Task data
──────────

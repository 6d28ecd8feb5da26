use axum::{
    Extension,
    extract::{Json, Path, State},
    http::StatusCode,
};
use axum_extra::extract::WithRejection;

use crate::{
    AppState,
    error::AppError,
    middleware::AuthUser,
    routes::event::load_event,
    utils::{ApiResult, MessageResponse, non_blank, parse_id, success_to_api_response},
};

use super::model::{Comment, CreateCommentRequest};

#[axum::debug_handler]
pub async fn list_comments(
    State(state): State<AppState>,
    Path(event_id): Path<String>,
) -> ApiResult<Vec<Comment>> {
    let event = load_event(&state.pool, &event_id).await?;
    let comments = Comment::list_by_event(&state.pool, event.id).await?;
    Ok((StatusCode::OK, success_to_api_response(comments)))
}

#[axum::debug_handler]
pub async fn create_comment(
    State(state): State<AppState>,
    Extension(user): Extension<AuthUser>,
    Path(event_id): Path<String>,
    WithRejection(Json(req), _): WithRejection<Json<CreateCommentRequest>, AppError>,
) -> ApiResult<Comment> {
    let content = non_blank(req.content)
        .ok_or_else(|| AppError::BadRequest("Comment content is required".into()))?;
    let event = load_event(&state.pool, &event_id).await?;

    let comment = Comment::create(&state.pool, event.id, user.id, &content).await?;
    Ok((StatusCode::CREATED, success_to_api_response(comment)))
}

#[axum::debug_handler]
pub async fn delete_comment(
    State(state): State<AppState>,
    Extension(user): Extension<AuthUser>,
    Path((event_id, comment_id)): Path<(String, String)>,
) -> ApiResult<MessageResponse> {
    let event = load_event(&state.pool, &event_id).await?;
    let comment_id = parse_id(&comment_id, "comment")?;

    let comment = Comment::find_in_event(&state.pool, event.id, comment_id)
        .await?
        .ok_or_else(|| AppError::NotFound("Comment not found".into()))?;
    if comment.user_id != user.id {
        return Err(AppError::Forbidden(
            "You can only delete your own comments".into(),
        ));
    }

    Comment::delete(&state.pool, comment.id).await?;
    Ok((
        StatusCode::OK,
        success_to_api_response(MessageResponse::new("Comment deleted")),
    ))
}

──────────

Your task
When a line in the data contains the string "WithRejection", copy that line.

Result
use axum_extra::extract::WithRejection;
    WithRejection(Json(req), _): WithRejection<Json<CreateCommentRequest>, AppError>,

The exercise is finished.